Uma semana depois de uma ação da Brigada Militar (BM) para desobstruir a Rua João Alfredo terminar em confusão, a paz parece ter retornado à Cidade Baixa na madrugada deste domingo (23). Com base em um reforçado aparato oficial, em uma ação conjunta entre a BM, a Guarda Municipal e a Empresa Pública de Transportes e Circulação (EPTC), os agentes públicos conseguiram manter o fluxo de veículos na via, coração da Cidade Baixa – principal bairro boêmio de Porto Alegre –, sem que fosse necessário qualquer embate com os frequentadores de região.
Na madrugada do domingo anterior (16), um tumulto foi registrado na João Alfredo, por volta das 3h, quando a Brigada chegou a utilizar bombas de gás lacrimogêneo para liberar o trânsito, o que gerou tensão e correria pelas ruas da Cidade Baixa.
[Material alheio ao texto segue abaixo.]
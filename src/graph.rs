use std::collections::VecDeque;
use std::ops::RangeInclusive;

use tracing::{debug, trace, warn};

use crate::error::{GraphError, Result};
use crate::heap::IndexedMinHeap;
use crate::tree::{
    EdgeForest, KruskalOutcome, RootedTree, ShortestPathTree, SpanningTree, Traversal, Visit,
};
use crate::union_find::DisjointSet;

/// Dense 1-based vertex id.
pub type Vertex = usize;
pub type Weight = u64;

/// Prim key of an undiscovered vertex. Real keys are single edge weights,
/// which never exceed `i64::MAX`.
const UNREACHED: Weight = Weight::MAX;

/// Dijkstra's tentative distance. Every finite value, `Weight::MAX`
/// included, orders before `Unreached`.
#[derive(Debug, Clone, Copy, PartialEq, Eq, PartialOrd, Ord)]
enum Dist {
    Finite(Weight),
    Unreached,
}

impl Dist {
    /// Length of the path through a vertex at this distance and an edge of
    /// weight `wgt`, or `None` when unreached or the sum overflows.
    fn through(self, wgt: Weight) -> Option<Weight> {
        match self {
            Dist::Finite(d) => d.checked_add(wgt),
            Dist::Unreached => None,
        }
    }

    fn finite(self) -> Option<Weight> {
        match self {
            Dist::Finite(d) => Some(d),
            Dist::Unreached => None,
        }
    }
}

#[derive(Debug, Clone, Copy, PartialEq, Eq, Hash)]
pub struct Edge {
    pub u: Vertex,
    pub v: Vertex,
    pub wgt: Weight,
}

impl Edge {
    /// Validates a raw `(u, v, w)` triple against a graph of `vertices` vertices.
    pub fn checked(vertices: usize, u: i64, v: i64, wgt: i64) -> std::result::Result<Edge, String> {
        let in_range = |x: i64| x >= 1 && (x as u64) <= vertices as u64;
        if !in_range(u) {
            return Err(format!("vertex {u} is outside 1..={vertices}"));
        }
        if !in_range(v) {
            return Err(format!("vertex {v} is outside 1..={vertices}"));
        }
        if u == v {
            return Err(format!("self-loop on vertex {u}"));
        }
        if wgt < 0 {
            return Err(format!("negative weight {wgt}"));
        }
        Ok(Edge {
            u: u as Vertex,
            v: v as Vertex,
            wgt: wgt as Weight,
        })
    }
}

/// One side of an undirected edge as stored in a vertex's adjacency list.
#[derive(Debug, Clone, Copy, PartialEq, Eq)]
pub struct Incidence {
    pub vert: Vertex,
    pub wgt: Weight,
}

/// Undirected weighted graph over vertices `1..=V`, immutable once built.
#[derive(Debug, Clone, PartialEq, Eq)]
pub struct Graph {
    vertices: usize,
    edges: Vec<Edge>,
    adj: Vec<Vec<Incidence>>,
}

impl Graph {
    /// Builds a graph from exactly `edge_count` raw triples.
    pub fn from_edges<I>(vertices: usize, edge_count: usize, triples: I) -> Result<Self>
    where
        I: IntoIterator<Item = (i64, i64, i64)>,
    {
        let mut edges = Vec::new();
        for (u, v, w) in triples {
            if edges.len() == edge_count {
                return Err(GraphError::malformed(
                    None,
                    format!("more than {edge_count} edges supplied"),
                ));
            }
            let edge = Edge::checked(vertices, u, v, w).map_err(|reason| {
                GraphError::malformed(None, format!("edge {}: {reason}", edges.len() + 1))
            })?;
            edges.push(edge);
        }
        if edges.len() < edge_count {
            return Err(GraphError::malformed(
                None,
                format!("expected {edge_count} edges, got {}", edges.len()),
            ));
        }
        Graph::from_checked(vertices, edges)
    }

    /// Builds the adjacency lists for already validated edges. Fails when
    /// `vertices` adjacency slots cannot be allocated.
    pub(crate) fn from_checked(vertices: usize, edges: Vec<Edge>) -> Result<Self> {
        let too_many = || GraphError::malformed(None, format!("cannot hold {vertices} vertices"));
        let slots = vertices.checked_add(1).ok_or_else(too_many)?;
        let mut adj = Vec::new();
        adj.try_reserve_exact(slots).map_err(|_| too_many())?;
        adj.resize_with(slots, Vec::new);

        let mut g = Graph {
            vertices,
            edges: Vec::with_capacity(edges.len()),
            adj,
        };
        for edge in edges {
            g.add_edge(edge);
        }
        Ok(g)
    }

    fn add_edge(&mut self, edge: Edge) {
        self.adj[edge.u].push(Incidence {
            vert: edge.v,
            wgt: edge.wgt,
        });
        self.adj[edge.v].push(Incidence {
            vert: edge.u,
            wgt: edge.wgt,
        });
        self.edges.push(edge);
    }

    pub fn vertex_count(&self) -> usize {
        self.vertices
    }

    pub fn edge_count(&self) -> usize {
        self.edges.len()
    }

    /// Edges in input order.
    pub fn edges(&self) -> &[Edge] {
        &self.edges
    }

    pub fn vertices(&self) -> RangeInclusive<Vertex> {
        1..=self.vertices
    }

    /// Neighbours of `v`, most recently inserted first. Empty for ids
    /// outside `1..=V`.
    pub fn incident_edges(&self, v: Vertex) -> impl Iterator<Item = &Incidence> + Clone + '_ {
        self.adj
            .get(v)
            .map(Vec::as_slice)
            .unwrap_or_default()
            .iter()
            .rev()
    }

    pub fn check_source(&self, s: Vertex) -> Result<Vertex> {
        if s == 0 || s > self.vertices {
            return Err(GraphError::InvalidSourceVertex {
                vertex: s,
                vertices: self.vertices,
            });
        }
        Ok(s)
    }

    /// Minimum spanning tree of `s`'s component, grown with an indexed heap
    /// keyed on the cheapest known attaching edge.
    pub fn prim(&self, s: Vertex) -> Result<SpanningTree> {
        self.check_source(s)?;
        let n = self.vertices;
        let mut key = vec![UNREACHED; n + 1];
        let mut parent = vec![None; n + 1];
        let mut in_tree = vec![false; n + 1];
        let mut heap = IndexedMinHeap::new(n);

        key[s] = 0;
        heap.insert(s, &key)?;

        while !heap.is_empty() {
            let v = heap.remove_min(&key)?;
            in_tree[v] = true;

            for &Incidence { vert: u, wgt } in self.incident_edges(v) {
                if !in_tree[u] && wgt < key[u] {
                    trace!(from = v, to = u, wgt, "prim: cheaper attaching edge");
                    key[u] = wgt;
                    parent[u] = Some(v);
                    heap.push_or_decrease(u, &key)?;
                }
            }
        }

        let tree = SpanningTree::new(s, parent, finite(key));
        debug!(
            source = s,
            reached = tree.reached(),
            total = tree.total_weight(),
            "prim finished"
        );
        if !tree.is_spanning() {
            warn!(source = s, unreached = tree.unreached().len(), "prim: graph is disconnected");
        }
        Ok(tree)
    }

    /// Shortest-path tree from `s` using the indexed heap.
    ///
    /// A path whose length does not fit in a [`Weight`] is never taken; a
    /// vertex reachable only along such paths is reported unreached.
    pub fn dijkstra(&self, s: Vertex) -> Result<ShortestPathTree> {
        self.check_source(s)?;
        let n = self.vertices;
        let mut dist = vec![Dist::Unreached; n + 1];
        let mut parent = vec![None; n + 1];
        let mut done = vec![false; n + 1];
        let mut heap = IndexedMinHeap::new(n);

        dist[s] = Dist::Finite(0);
        heap.insert(s, &dist)?;

        while !heap.is_empty() {
            let v = heap.remove_min(&dist)?;
            done[v] = true;

            for &Incidence { vert: u, wgt } in self.incident_edges(v) {
                if done[u] {
                    continue;
                }
                let Some(cost) = dist[v].through(wgt) else {
                    warn!(from = v, to = u, "dijkstra: path length overflows, skipped");
                    continue;
                };
                if Dist::Finite(cost) < dist[u] {
                    trace!(from = v, to = u, cost, "dijkstra: relaxed");
                    dist[u] = Dist::Finite(cost);
                    parent[u] = Some(v);
                    heap.push_or_decrease(u, &dist)?;
                }
            }
        }

        let tree = ShortestPathTree::new(s, parent, dist.into_iter().map(Dist::finite).collect());
        debug!(source = s, reached = tree.reached(), "dijkstra finished");
        Ok(tree)
    }

    /// Same result as [`Graph::dijkstra`], selecting the next vertex with a
    /// linear scan instead of a heap. O(V^2).
    pub fn dijkstra_dense(&self, s: Vertex) -> Result<ShortestPathTree> {
        self.check_source(s)?;
        let n = self.vertices;
        let mut dist = vec![Dist::Unreached; n + 1];
        let mut parent = vec![None; n + 1];
        let mut done = vec![false; n + 1];

        dist[s] = Dist::Finite(0);

        while let Some(v) = (1..=n)
            .filter(|&v| !done[v] && dist[v] != Dist::Unreached)
            .min_by_key(|&v| dist[v])
        {
            done[v] = true;
            for &Incidence { vert: u, wgt } in self.incident_edges(v) {
                if let Some(cost) = dist[v].through(wgt)
                    && !done[u]
                    && Dist::Finite(cost) < dist[u]
                {
                    dist[u] = Dist::Finite(cost);
                    parent[u] = Some(v);
                }
            }
        }

        let tree = ShortestPathTree::new(s, parent, dist.into_iter().map(Dist::finite).collect());
        debug!(source = s, reached = tree.reached(), "dense dijkstra finished");
        Ok(tree)
    }

    /// Minimum spanning tree by ascending-weight edge selection. The graph's
    /// own edge list is left in input order.
    pub fn kruskal(&self) -> KruskalOutcome {
        let n = self.vertices;
        let wanted = n.saturating_sub(1);
        let mut sorted = self.edges.clone();
        sorted.sort_by_key(|e| e.wgt);

        let mut sets = DisjointSet::new(n);
        let mut accepted = Vec::with_capacity(wanted);
        for edge in sorted {
            if accepted.len() == wanted {
                break;
            }
            if sets.find(edge.u) != sets.find(edge.v) {
                sets.union(edge.u, edge.v);
                accepted.push(edge);
            } else {
                trace!(u = edge.u, v = edge.v, wgt = edge.wgt, "kruskal: rejected, closes a cycle");
            }
        }

        let forest = EdgeForest::new(accepted);
        debug!(
            accepted = forest.len(),
            total = forest.total_weight(),
            "kruskal finished"
        );
        if forest.len() == wanted {
            KruskalOutcome::Spanning(forest)
        } else {
            let components = sets.set_count();
            warn!(accepted = forest.len(), components, "kruskal: no spanning tree");
            KruskalOutcome::Disconnected { forest, components }
        }
    }

    /// Pre-order depth-first traversal of `s`'s component. Iterative, but
    /// visits in the same order as the recursive formulation.
    pub fn dfs(&self, s: Vertex) -> Result<Traversal> {
        self.check_source(s)?;
        let mut visited = vec![false; self.vertices + 1];
        let mut visits = vec![Visit { vertex: s, via: None }];
        visited[s] = true;

        let mut stack = vec![(s, self.incident_edges(s))];
        while let Some((v, neighbours)) = stack.last_mut() {
            let v = *v;
            match neighbours.find(|inc| !visited[inc.vert]) {
                Some(&Incidence { vert: u, .. }) => {
                    visited[u] = true;
                    visits.push(Visit {
                        vertex: u,
                        via: Some(v),
                    });
                    stack.push((u, self.incident_edges(u)));
                }
                None => {
                    stack.pop();
                }
            }
        }

        debug!(source = s, visited = visits.len(), "dfs finished");
        Ok(Traversal::new(s, self.vertices, visits))
    }

    /// Breadth-first traversal of `s`'s component. Vertices are marked when
    /// enqueued, so each is queued at most once.
    pub fn bfs(&self, s: Vertex) -> Result<Traversal> {
        self.check_source(s)?;
        let mut visited = vec![false; self.vertices + 1];
        let mut visits = vec![Visit { vertex: s, via: None }];
        let mut q = VecDeque::from([s]);
        visited[s] = true;

        while let Some(v) = q.pop_front() {
            for &Incidence { vert: u, .. } in self.incident_edges(v) {
                if !visited[u] {
                    visited[u] = true;
                    visits.push(Visit {
                        vertex: u,
                        via: Some(v),
                    });
                    q.push_back(u);
                }
            }
        }

        debug!(source = s, visited = visits.len(), "bfs finished");
        Ok(Traversal::new(s, self.vertices, visits))
    }
}

fn finite(values: Vec<Weight>) -> Vec<Option<Weight>> {
    values
        .into_iter()
        .map(|w| (w != UNREACHED).then_some(w))
        .collect()
}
Mesmo que não tenha resultado em feridos, o episódio deu início a uma animosidade entre parte dos frequentadores e a Brigada Militar.
Leia mais:
Ação da Brigada Militar para liberar trânsito termina em confusão na Rua João Alfredo, na Cidade Baixa
Frequentadores prometem ocupar a João Alfredo e BM diz que "reação da polícia vai depender das pessoas"
Tanto que, durante a semana, um movimento virtual intitulado Comitê de Ação POA convocou um evento na internet chamado CB Open Gás (Ocupa João Alfredo), que – até a noite de sábado (22) – contava com mais de 1,6 mil pessoas confirmadas. O "gás" era uma clara alusão ao lacrimogêneo usado pela BM para afastar os notívagos da via no final de semana anterior. Os policiais afirmam que reagiram depois de terem sido recebidos com garrafadas.
A mobilização nas redes sociais resultou em uma reação de igual tamanho por parte dos órgãos oficiais: no sábado (22), por volta de 19h30min, agentes do 1º Regimento de Polícia Montada (RPMon) já transitavam pela região – além do RPMon, também havia homens do 1º Batalhão de Operações Especiais (BOE) e do 9º Batalhão de Polícia Militar (BPM) –, demonstrando que o fechamento da via seria coibido com as forças policiais, caso necessário. Mais tarde, a partir das 22h, veículos da BM, da Guarda Municipal e da EPTC demarcaram espaços estratégicos na via, nos quais frequentadores costumam estacionar veículos e exibir potentes equipamentos de som, geralmente executando trilhas de funk ou rap – principal motivo das queixas de moradores ouvidas pela reportagem de Zero Hora na região.
– Hoje, se a Brigada não estivesse aqui, vocês (reportagem de Zero Hora) iriam ver o barulho que é normalmente – comentou o técnico de enfermagem A (temendo represálias, ele prefere não identificar-se), de 46 anos, morador da Rua João Alfredo.
De início, a presença ostensiva dos agentes oficiais chegou a deixar no ar uma certa tensão. Mas, no decorrer da noite, a medida mostrou-se bem-sucedida – os frequentadores do principal point da Cidade Baixa puderam curtir a noite sem incidentes. Entre a meia-noite do sábado e as 2h do domingo, mesmo com as ruas tomadas por populares, que por pouco não chegaram a interromper o tráfego de veículos – razão alegada pela BM para a ação no fim de semana anterior –, nenhum incidente grave foi registrado.
Defensores de ocupação pregam diálogo com moradores
Embora a mobilização virtual tenha sido muito maior do que a real, os defensores da ocupação da João Alfredo pelas pessoas marcaram presença na via, ainda que de forma tímida. Entre as centenas de pessoas que vagavam entre os bares ou que eventualmente permaneciam paradas em frente a determinados estabelecimentos – a João Alfredo conta com pelo menos uma dezena de bares e danceterias –, houve quem levasse cartazes em defesa do movimento.
– Nosso papel é dialogar com os moradores – refletiu o professor de Educação Física Saulo Lorenzi, 26 anos. – O que está errado é o fato de passarem carros por aqui. O trânsito tinha de estar fechado, como acontece em alguns eventos esportivos. Aqui, já está carimbado como um lugar de festa.
Moradora da Cidade Baixa e estudante de Biblioteconomia na Universidade Federal do Rio Grande do Sul (UFRGS), Mariah Machado, 23 anos, afirma que a ocupação das ruas é sinônimo de segurança para quem transita pelo local. Segundo ela, estar na via pública é também uma opção de diversão mais acessível a quem não quer ou não pode gastar com ingressos nas casas noturnas.
–A rua é um lugar para ser ocupado pelas pessoas – disse. – Não acho justo pagar 35 pilas para se sentir à vontade para se divertir em algum lugar – completa.